## [What the task asks]
Repeat exactly what appears from the opening line of the listing to the line with "impl Fetcher for", inclusive.
Segment Start: Raw data
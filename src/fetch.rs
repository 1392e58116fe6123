//! Network fetch capability
//!
//! The orchestrator and asset cache only see the [`Fetcher`] trait so tests
//! can substitute scripted fakes. [`HttpFetcher`] is the real implementation
//! on top of the global HTTP client. A single attempt is made per call.

use async_trait::async_trait;
use thiserror::Error;
use tracing::{debug, warn};

use crate::globals::get_http_client;

/// Transport-level failure; the only error that leaves a search pass
#[derive(Debug, Clone, Error, PartialEq, Eq)]
pub enum FetchError {
    #[error("request failed: {0}")]
    Request(String),

    #[error("server returned status {0}")]
    Status(u16),

    #[error("failed to read response body: {0}")]
    Body(String),
}

#[async_trait]
pub trait Fetcher: Send + Sync {
    /// Fetch a page as text
    async fn fetch_text(&self, url: &str) -> Result<String, FetchError>;

    /// Fetch raw bytes (images)
    async fn fetch_bytes(&self, url: &str) -> Result<Vec<u8>, FetchError>;
}

/// Fetcher backed by the shared reqwest client
#[derive(Debug, Clone, Copy, Default)]
pub struct HttpFetcher;

impl HttpFetcher {
    async fn get(&self, url: &str, accept: &str) -> Result<reqwest::Response, FetchError> {
        let client = get_http_client();

        let response = client
            .get(url)
            .header("Accept", accept)
            .header("Accept-Language", "fa-IR,fa;q=0.9,en-US;q=0.8,en;q=0.7")
            .send()
            .await
            .map_err(|e| {
                warn!(url, error = %e, "request failed");
                FetchError::Request(e.to_string())
            })?;

        let status = response.status();
        if !status.is_success() {
            warn!(url, status = status.as_u16(), "non-success status");
            return Err(FetchError::Status(status.as_u16()));
        }

        debug!(url, status = status.as_u16(), "fetched");
        Ok(response)
    }
}

#[async_trait]
impl Fetcher for HttpFetcher {
    async fn fetch_text(&self, url: &str) -> Result<String, FetchError> {
        self.get(url, "text/html,application/xhtml+xml")
            .await?
            .text()
            .await
            .map_err(|e| FetchError::Body(e.to_string()))
    }

    async fn fetch_bytes(&self, url: &str) -> Result<Vec<u8>, FetchError> {
        let bytes = self
            .get(url, "image/avif,image/webp,image/*,*/*;q=0.8")
            .await?
            .bytes()
            .await
            .map_err(|e| FetchError::Body(e.to_string()))?;
        Ok(bytes.to_vec())
    }
}

#[cfg(test)]
mod tests {
    use super::*;

    #[test]
    fn test_error_messages() {
        assert_eq!(FetchError::Status(503).to_string(), "server returned status 503");
        assert_eq!(
            FetchError::Request("dns error".into()).to_string(),
            "request failed: dns error"
        );
    }

    #[tokio::test]
    async fn test_unreachable_host_is_request_error() {
        let result = HttpFetcher.fetch_text("http://127.0.0.1:9/nothing").await;
        assert!(matches!(result, Err(FetchError::Request(_))));
    }
}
Segment End: Raw data
## [Written solution]
filename src/fetch.rs
repository 1392e58116fe6123
//! Network fetch capability
//!
//! The orchestrator and asset cache only see the [`Fetcher`] trait so tests
//! can substitute scripted fakes. [`HttpFetcher`] is the real implementation
//! on top of the global HTTP client. A single attempt is made per call.

use async_trait::async_trait;
use thiserror::Error;
use tracing::{debug, warn};

use crate::globals::get_http_client;

/// Transport-level failure; the only error that leaves a search pass
#[derive(Debug, Clone, Error, PartialEq, Eq)]
pub enum FetchError {
    #[error("request failed: {0}")]
    Request(String),

    #[error("server returned status {0}")]
    Status(u16),

    #[error("failed to read response body: {0}")]
    Body(String),
}

#[async_trait]
pub trait Fetcher: Send + Sync {
    /// Fetch a page as text
    async fn fetch_text(&self, url: &str) -> Result<String, FetchError>;

    /// Fetch raw bytes (images)
    async fn fetch_bytes(&self, url: &str) -> Result<Vec<u8>, FetchError>;
}

/// Fetcher backed by the shared reqwest client
#[derive(Debug, Clone, Copy, Default)]
pub struct HttpFetcher;

impl HttpFetcher {
    async fn get(&self, url: &str, accept: &str) -> Result<reqwest::Response, FetchError> {
        let client = get_http_client();

        let response = client
            .get(url)
            .header("Accept", accept)
            .header("Accept-Language", "fa-IR,fa;q=0.9,en-US;q=0.8,en;q=0.7")
            .send()
            .await
            .map_err(|e| {
                warn!(url, error = %e, "request failed");
                FetchError::Request(e.to_string())
            })?;

        let status = response.status();
        if !status.is_success() {
            warn!(url, status = status.as_u16(), "non-success status");
            return Err(FetchError::Status(status.as_u16()));
        }

        debug!(url, status = status.as_u16(), "fetched");
        Ok(response)
    }
}

#[async_trait]
impl Fetcher for HttpFetcher {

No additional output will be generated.